Compétences complémentaires et travail en cours

Au cours des cinq dernières années, Credé a travaillé avec ses co-auteurs sur plusieurs projets de recherche pour l’armée américaine, notamment sur le harcèlement et l’agression sexuels et sur les facteurs de risque de toxicomanie. Paul Lester est major à la retraite et professeur associé de gestion à la Naval Postgraduate School ; Peter Harms est psychologue de la personnalité et professeur à l’université d’Alabama.

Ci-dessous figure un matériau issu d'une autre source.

//! Argon2id + AES-256-GCM password cipher.
//!
//! Every envelope carries its own salt, nonce and key-derivation parameters,
//! so decrypting needs only the passphrase:
//!
//! ```text
//! magic "SBXE" | version (1) | profile id | m_cost u32 LE | t_cost u32 LE
//!   | p_cost u8 | salt (16) | nonce (12) | ciphertext || tag (16)
//! ```
//!
//! SECURITY: errors never contain plaintext, key material or ciphertext.

use aes_gcm::aead::rand_core::RngCore;
use aes_gcm::aead::{Aead, KeyInit, OsRng};
use aes_gcm::{AeadCore, Aes256Gcm, Nonce};
use argon2::{Algorithm, Argon2, Params, Version};
use strongbox_core::crypto::cipher::SecretCipher;
use strongbox_types::crypto::{CipherProfile, KdfParams, KdfTable};
use strongbox_types::error::CipherError;

const MAGIC: &[u8; 4] = b"SBXE";
const VERSION: u8 = 1;
const SALT_SIZE: usize = 16;
/// Nonce size for AES-256-GCM (96 bits / 12 bytes).
const NONCE_SIZE: usize = 12;
const TAG_SIZE: usize = 16;
const KEY_SIZE: usize = 32;
const HEADER_SIZE: usize = MAGIC.len() + 1 + 1 + 4 + 4 + 1 + SALT_SIZE + NONCE_SIZE;

/// Envelopes asking for more than 1 GiB of Argon2 memory are rejected.
const MAX_MEMORY_KIB: u32 = 1024 * 1024;
const MAX_ITERATIONS: u32 = 64;

/// Password-derived envelope cipher with one Argon2 profile per [`CipherProfile`].
#[derive(Debug, Clone, Default)]
pub struct PasswordCipher {
    kdf: KdfTable,
}

impl PasswordCipher {
    pub fn new(kdf: KdfTable) -> Self {
        Self { kdf }
    }
}

impl SecretCipher for PasswordCipher {
    fn encrypt(
        &self,
        passphrase: &str,
        plaintext: &[u8],
        profile: CipherProfile,
    ) -> Result<Vec<u8>, CipherError> {
        let params = self.kdf.params(profile);
        if !params_are_sane(&params) {
            return Err(CipherError::InvalidParameters);
        }

        let mut salt = [0u8; SALT_SIZE];
        OsRng.fill_bytes(&mut salt);
        let key = derive_key(passphrase, &salt, &params)?;

        let cipher = Aes256Gcm::new((&key).into());
        let nonce = Aes256Gcm::generate_nonce(&mut OsRng);
        let ciphertext = cipher
            .encrypt(&nonce, plaintext)
            .map_err(|_| CipherError::EncryptionFailed)?;

        let mut out = Vec::with_capacity(HEADER_SIZE + ciphertext.len());
        out.extend_from_slice(MAGIC);
        out.push(VERSION);
        out.push(profile.id());
        out.extend_from_slice(&params.memory_kib.to_le_bytes());
        out.extend_from_slice(&params.iterations.to_le_bytes());
        out.push(params.parallelism);
        out.extend_from_slice(&salt);
        out.extend_from_slice(&nonce);
        out.extend_from_slice(&ciphertext);
        Ok(out)
    }

    fn decrypt(
        &self,
        passphrase: &str,
        envelope: &[u8],
        profile: CipherProfile,
    ) -> Result<Vec<u8>, CipherError> {
        let header = Header::parse(envelope)?;

        if header.profile_id != profile.id() {
            return Err(CipherError::ProfileMismatch {
                expected: profile,
                found: CipherProfile::from_id(header.profile_id)
                    .map(|p| p.to_string())
                    .unwrap_or_else(|| format!("unknown ({})", header.profile_id)),
            });
        }
        if !params_are_sane(&header.params) {
            tracing::debug!(
                memory_kib = header.params.memory_kib,
                iterations = header.params.iterations,
                "rejecting envelope with out-of-range kdf parameters"
            );
            return Err(CipherError::DecryptionFailed);
        }

        let key = derive_key(passphrase, header.salt, &header.params)
            .map_err(|_| CipherError::DecryptionFailed)?;
        let cipher = Aes256Gcm::new((&key).into());
        cipher
            .decrypt(Nonce::from_slice(header.nonce), header.ciphertext)
            .map_err(|_| CipherError::DecryptionFailed)
    }
}

struct Header<'a> {
    profile_id: u8,
    params: KdfParams,
    salt: &'a [u8],
    nonce: &'a [u8],
    ciphertext: &'a [u8],
}

impl<'a> Header<'a> {
    fn parse(envelope: &'a [u8]) -> Result<Self, CipherError> {
        if envelope.len() < MAGIC.len() {
            return Err(CipherError::Truncated);
        }
        if &envelope[..MAGIC.len()] != MAGIC {
            return Err(CipherError::BadMagic);
        }
        if envelope.len() < HEADER_SIZE + TAG_SIZE {
            return Err(CipherError::Truncated);
        }

        let version = envelope[4];
        if version != VERSION {
            return Err(CipherError::UnsupportedVersion(version));
        }

        let (memory, rest) = envelope[6..].split_at(4);
        let (iterations, rest) = rest.split_at(4);
        let (parallelism, rest) = rest.split_at(1);
        let (salt, rest) = rest.split_at(SALT_SIZE);
        let (nonce, ciphertext) = rest.split_at(NONCE_SIZE);

        Ok(Self {
            profile_id: envelope[5],
            params: KdfParams {
                memory_kib: u32::from_le_bytes(le_bytes(memory)),
                iterations: u32::from_le_bytes(le_bytes(iterations)),
                parallelism: parallelism[0],
            },
            salt,
            nonce,
            ciphertext,
        })
    }
}

fn le_bytes(slice: &[u8]) -> [u8; 4] {
    let mut out = [0u8; 4];
    out.copy_from_slice(slice);
    out
}

fn params_are_sane(params: &KdfParams) -> bool {
    params.parallelism >= 1
        && params.iterations >= 1
        && params.iterations <= MAX_ITERATIONS
        && params.memory_kib <= MAX_MEMORY_KIB
        && params.memory_kib >= 8 * u32::from(params.parallelism)
}

fn derive_key(
    passphrase: &str,
    salt: &[u8],
    params: &KdfParams,
) -> Result<[u8; KEY_SIZE], CipherError> {
    let argon_params = Params::new(
        params.memory_kib,
        params.iterations,
        u32::from(params.parallelism),
        Some(KEY_SIZE),
    )
    .map_err(|_| CipherError::InvalidParameters)?;

    let argon2 = Argon2::new(Algorithm::Argon2id, Version::V0x13, argon_params);
    let mut key = [0u8; KEY_SIZE];
    argon2
        .hash_password_into(passphrase.as_bytes(), salt, &mut key)
        .map_err(|_| CipherError::KeyDerivationFailed)?;
    Ok(key)
}

#[cfg(test)]
mod tests {
    use super::*;
    use proptest::prelude::*;

    /// Cheap parameters so tests don't spend seconds in Argon2.
    fn fast_cipher() -> PasswordCipher {
        let fast = KdfParams {
            memory_kib: 64,
            iterations: 1,
            parallelism: 1,
        };
        PasswordCipher::new(KdfTable {
            field: fast,
            core_secret: KdfParams {
                memory_kib: 128,
                ..fast
            },
        })
    }

    #[test]
    fn test_encrypt_decrypt_roundtrip() {
        let cipher = fast_cipher();
        let plaintext = b"oauth:this-is-a-secret-token";

        let envelope = cipher
            .encrypt("passphrase", plaintext, CipherProfile::CoreSecret)
            .unwrap();
        let decrypted = cipher
            .decrypt("passphrase", &envelope, CipherProfile::CoreSecret)
            .unwrap();
        assert_eq!(decrypted, plaintext);
    }

    #[test]
    fn test_envelope_is_self_describing() {
        let envelope = fast_cipher()
            .encrypt("passphrase", b"x", CipherProfile::CoreSecret)
            .unwrap();
        assert_eq!(&envelope[..4], b"SBXE");
        assert_eq!(envelope[4], 1);
        assert_eq!(envelope[5], CipherProfile::CoreSecret.id());
        assert_eq!(u32::from_le_bytes(le_bytes(&envelope[6..10])), 128);

        // A cipher configured differently still opens it from the header alone.
        let other = PasswordCipher::default();
        let decrypted = other
            .decrypt("passphrase", &envelope, CipherProfile::CoreSecret)
            .unwrap();
        assert_eq!(decrypted, b"x");
    }

    #[test]
    fn test_random_salt_and_nonce_produce_different_envelopes() {
        let cipher = fast_cipher();
        let a = cipher.encrypt("p", b"same", CipherProfile::Field).unwrap();
        let b = cipher.encrypt("p", b"same", CipherProfile::Field).unwrap();
        assert_ne!(a, b);
    }

    #[test]
    fn test_empty_plaintext() {
        let cipher = fast_cipher();
        let envelope = cipher.encrypt("p", b"", CipherProfile::Field).unwrap();
        assert!(cipher.decrypt("p", &envelope, CipherProfile::Field).unwrap().is_empty());
    }

    #[test]
    fn test_profile_mismatch() {
        let cipher = fast_cipher();
        let envelope = cipher.encrypt("p", b"x", CipherProfile::Field).unwrap();
        let err = cipher
            .decrypt("p", &envelope, CipherProfile::CoreSecret)
            .unwrap_err();
        assert!(matches!(err, CipherError::ProfileMismatch { .. }));
        assert!(err.is_decryption_error());
    }

    #[test]
    fn test_framing_errors() {
        let cipher = fast_cipher();
        let envelope = cipher.encrypt("p", b"secret", CipherProfile::Field).unwrap();

        let err = cipher.decrypt("p", &envelope[..20], CipherProfile::Field).unwrap_err();
        assert!(matches!(err, CipherError::Truncated));

        let mut bad_magic = envelope.clone();
        bad_magic[0] = b'X';
        let err = cipher.decrypt("p", &bad_magic, CipherProfile::Field).unwrap_err();
        assert!(matches!(err, CipherError::BadMagic));

        let mut bad_version = envelope.clone();
        bad_version[4] = 9;
        let err = cipher.decrypt("p", &bad_version, CipherProfile::Field).unwrap_err();
        assert!(matches!(err, CipherError::UnsupportedVersion(9)));

        let mut tampered = envelope.clone();
        let last = tampered.len() - 1;
        tampered[last] ^= 0x01;
        let err = cipher.decrypt("p", &tampered, CipherProfile::Field).unwrap_err();
        assert!(matches!(err, CipherError::DecryptionFailed));
    }

    #[test]
    fn test_oversized_memory_cost_is_rejected() {
        let cipher = fast_cipher();
        let mut envelope = cipher.encrypt("p", b"x", CipherProfile::Field).unwrap();
        envelope[6..10].copy_from_slice(&(MAX_MEMORY_KIB + 1).to_le_bytes());
        let err = cipher.decrypt("p", &envelope, CipherProfile::Field).unwrap_err();
        assert!(matches!(err, CipherError::DecryptionFailed));
    }

    #[test]
    fn test_invalid_configured_params_fail_encrypt() {
        let cipher = PasswordCipher::new(KdfTable {
            field: KdfParams {
                memory_kib: MAX_MEMORY_KIB * 2,
                iterations: 1,
                parallelism: 1,
            },
            ..KdfTable::default()
        });
        let err = cipher.encrypt("p", b"x", CipherProfile::Field).unwrap_err();
        assert!(matches!(err, CipherError::InvalidParameters));
    }

    #[test]
    fn test_errors_never_contain_secrets() {
        let cipher = fast_cipher();
        let envelope = cipher
            .encrypt("right", b"sk-super-secret", CipherProfile::Field)
            .unwrap();
        let err = cipher
            .decrypt("wrong", &envelope, CipherProfile::Field)
            .unwrap_err();
        let msg = format!("{err} {err:?}");
        assert!(!msg.contains("sk-super-secret"));
        assert!(!msg.contains("right"));
    }

    proptest! {
        #![proptest_config(ProptestConfig::with_cases(16))]

        #[test]
        fn roundtrip_arbitrary_bytes(
            passphrase in "\\PC{0,24}",
            plaintext in prop::collection::vec(any::<u8>(), 0..256),
        ) {
            let cipher = fast_cipher();
            let envelope = cipher.encrypt(&passphrase, &plaintext, CipherProfile::Field).unwrap();
            let decrypted = cipher.decrypt(&passphrase, &envelope, CipherProfile::Field).unwrap();
            prop_assert_eq!(decrypted, plaintext);
        }

        #[test]
        fn wrong_passphrase_is_rejected(
            passphrase in "[a-z]{1,16}",
            suffix in "[A-Z0-9]{1,4}",
            plaintext in prop::collection::vec(any::<u8>(), 0..64),
        ) {
            let cipher = fast_cipher();
            let envelope = cipher.encrypt(&passphrase, &plaintext, CipherProfile::Field).unwrap();
            let wrong = format!("{passphrase}{suffix}");
            let err = cipher.decrypt(&wrong, &envelope, CipherProfile::Field).unwrap_err();
            prop_assert!(err.is_decryption_error());
        }
    }
}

Référence : « Clarification de l’association entre les expériences négatives vécues pendant l’enfance et la gravité des symptômes du syndrome de stress post-traumatique après le déploiement : A meta-analysis and large-sample investigation » par Marcus Crede, Michael Tynan, Peter D. Harms et Paul B. Lester, 7 juin 2023, Journal of Traumatic Stress.
DOI : 10.1002/jts.22940

L’Army Analytics Group-Research Facilitation Laboratory a financé leur dernière étude.